Self-Compassion and COVID-19
By Drs Chris Germer and Kristin Neff
Co-founders, Center for Mindful Self-Compassion
As the coronavirus spreads around the world, already in over 80 countries, we are all being affected in some way. Travel is being curtailed, the stock market is tumbling, some schools and workplaces are temporarily closing, and hand sanitizer costs as much as $250 a bottle on Amazon. Closer to home, an MSC program that Chris was scheduled to teach in Hong Kong was canceled because the venue became a quarantine site. Kristin has had to quell the fears of her son, Rowan, who is worried about going to school. Epidemiologists are trying to make sense of the situation, but many questions remain: How can we slow the spread of the virus? What will be the impact of this global epidemic?
“Global” is the key word. Many of the problems we are now facing are global in nature, such as the warming planet, economic inequality, and now a contagious virus. The coronavirus is pointing out just how interdependent we are, with disrupted supply chains slowing down manufacturing and international travel spreading the virus.
Globalization is a fact – the only choice is whether we will work together to solve our problems. In our view, the choice is between reacting with fear or responding with kindness.
Nationalists are seizing upon the coronavirus to reinforce the closed borders agenda, but others are working across borders to solve the problem, such as a new collaboration between Harvard scientists and their Chinese colleagues to develop a COVID-19 vaccine.
What can each of us do? This is where self-compassion comes in. Self-compassion boosts the immune system, it reduces anxiety, and it’s the easiest way to keep our hearts open to others. Some measure of fear is a healthy response to a contagious virus, of course. We want to respond to the contagion in a wise manner – with preventive measures that benefit ourselves and others.
In the case of COVID-19, taking steps to not to contract the virus is taking care of others.
Self-compassion can help if the virus is causing you unnecessary anxiety, limiting your ability to work or travel, reducing your income, or if you or someone you know has already contracted the virus. A self-compassionate response to the COVID-19 epidemic may look something like this, modeled on the Self-compassion Break:
- Mindfulness– Become aware of how you feel about the virus. Are you feeling anxious, disheartened, confused? Can you feel it in your body? If so, where? Is your mind preoccupied with the virus? If so, what are your thoughts? Can you validate for yourself how you think or feel in a kind and understanding manner? For example, “Yes, this is hard.” “This is difficult.” “This is really stressful.” Can you offer yourself a little space around your feelings, knowing that it’s part of the current situation we’re all in?
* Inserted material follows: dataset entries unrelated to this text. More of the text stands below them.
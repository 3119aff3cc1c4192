//! Object model for cleanable records
//!
//! The cleaner reads and writes attributes by name through the [`Record`]
//! trait. Copying is left to [`Clone`], which only [`Cleaner::clean`] needs.
//!
//! [`Cleaner::clean`]: crate::cleaner::Cleaner::clean

use super::errors::CleanerError;
use super::result::Result;
use super::value::Value;
use std::collections::BTreeMap;

/// A record whose attributes can be read and written by name
pub trait Record {
    /// Type identifier used to find the record's format
    fn type_name(&self) -> &str;

    /// Reads an attribute, `None` if the record has no such attribute
    fn get(&self, attribute: &str) -> Option<Value>;

    /// Writes an attribute
    fn set(&mut self, attribute: &str, value: Value) -> Result<()>;

    /// Reads a text attribute
    fn text(&self, attribute: &str) -> Option<String> {
        self.get(attribute).and_then(Value::into_text)
    }
}

/// A free-form record holding any attribute name
#[derive(Debug, Clone, PartialEq)]
pub struct DynamicRecord {
    type_name: String,
    attributes: BTreeMap<String, Value>,
}

impl DynamicRecord {
    pub fn new(type_name: impl Into<String>) -> Self {
        Self {
            type_name: type_name.into(),
            attributes: BTreeMap::new(),
        }
    }

    /// Sets an attribute, builder style
    pub fn with(mut self, attribute: impl Into<String>, value: impl Into<Value>) -> Self {
        self.attributes.insert(attribute.into(), value.into());
        self
    }

    pub fn attributes(&self) -> &BTreeMap<String, Value> {
        &self.attributes
    }
}

impl Record for DynamicRecord {
    fn type_name(&self) -> &str {
        &self.type_name
    }

    fn get(&self, attribute: &str) -> Option<Value> {
        self.attributes.get(attribute).cloned()
    }

    fn set(&mut self, attribute: &str, value: Value) -> Result<()> {
        self.attributes.insert(attribute.to_string(), value);
        Ok(())
    }
}

/// Builds the error reported when a struct field rejects a value
#[doc(hidden)]
pub fn invalid_attribute_value(type_name: &str, attribute: &str, err: CleanerError) -> CleanerError {
    CleanerError::InvalidAttributeValue {
        type_name: type_name.to_string(),
        attribute: attribute.to_string(),
        reason: err.to_string(),
    }
}

/// Implements [`Record`] for a plain struct
///
/// Listed fields must be `Clone + Into<Value>` and implement
/// [`FromValue`](crate::domain::FromValue). The type name is the struct's
/// identifier.
///
/// # Examples
///
/// ```
/// use data_cleaner::domain::{Record, Value};
/// use data_cleaner::impl_record;
///
/// #[derive(Clone)]
/// struct Customer {
///     name: String,
///     visits: i64,
/// }
///
/// impl_record!(Customer { name, visits });
///
/// let mut customer = Customer { name: "Arthur Dent".into(), visits: 3 };
/// customer.set("visits", Value::Int(4)).unwrap();
/// assert_eq!(customer.type_name(), "Customer");
/// assert_eq!(customer.get("visits"), Some(Value::Int(4)));
/// assert!(customer.set("address", Value::Null).is_err());
/// ```
#[macro_export]
macro_rules! impl_record {
    ($ty:ident { $($field:ident),+ $(,)? }) => {
        impl $crate::domain::Record for $ty {
            fn type_name(&self) -> &str {
                stringify!($ty)
            }

            fn get(&self, attribute: &str) -> ::std::option::Option<$crate::domain::Value> {
                match attribute {
                    $(stringify!($field) => ::std::option::Option::Some(
                        $crate::domain::Value::from(::std::clone::Clone::clone(&self.$field)),
                    ),)+
                    _ => ::std::option::Option::None,
                }
            }

            fn set(
                &mut self,
                attribute: &str,
                value: $crate::domain::Value,
            ) -> $crate::domain::Result<()> {
                match attribute {
                    $(stringify!($field) => {
                        self.$field = $crate::domain::FromValue::from_value(value).map_err(|err| {
                            $crate::domain::record::invalid_attribute_value(stringify!($ty), attribute, err)
                        })?;
                        ::std::result::Result::Ok(())
                    })+
                    _ => ::std::result::Result::Err($crate::domain::CleanerError::UnknownAttribute {
                        type_name: stringify!($ty).to_string(),
                        attribute: attribute.to_string(),
                    }),
                }
            }
        }
    };
}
- Common humanity– When you hear news of people struggling with the virus, can you allow this to enhance your sense of being part of a global family rather than feeling separate? Can you imagine yourself in their situation and say, “Just like me.” Or when you reflect on your own distress, can you remind yourself, “Others feel as I do—I am not alone.” “Sickness is part of living.” “This is how it feels to be a human being right now.”
- Self-Kindness– Try putting your hand on heart or some other soothing place, helping to calm some of your anxiety through touch. What words do you need to hear to comfort or reassure yourself about the virus right now? Are they realistic? Can you talk to yourself in a warm, compassionate voice? What actions do you need to take to protect yourself, or to provide for yourself? Can you encourage yourself to take these steps, in a supportive manner?
Notice if this practice makes you feel more relaxed and compassionate or encourages you to take positive action. Feel free to find your own way to be compassionate with yourself, perhaps by engaging in everyday self-care behaviors such as enjoying a cup of tea or taking a warm bath.
Like any crisis, the COVID-19 virus is also an opportunity.
For example, you might find a silver lining in the limitations that the virus imposes on your life—an opportunity to step out of your usual routine. Do you have more time to spend with your family? Is this your chance to read a book that you have gazed at longingly for months?
In the big picture, there may also be a silver lining. Back in 2016, as Chris was taking an Uber back to the Sydney airport, he asked the driver, an elderly man from India, what he thought about the political situation in America. The driver’s answer was unforgettable:
“Human history goes through cycles of expansion and contraction, but the periods of expansion are longer than the periods of contraction.” “Why are the expansion periods longer?” Chris asked. The driver replied, “Because the human heart prefers expansion.”
Due to globalization, it seems that threats like the coronavirus will only increase as the years go by. What kind of world do we want to create as we navigate through them? Will our hearts expand or contract as they bump into each new challenge? A global commitment to living compassionately can make all the difference and self-compassion seems like an excellent way to start. Shall we?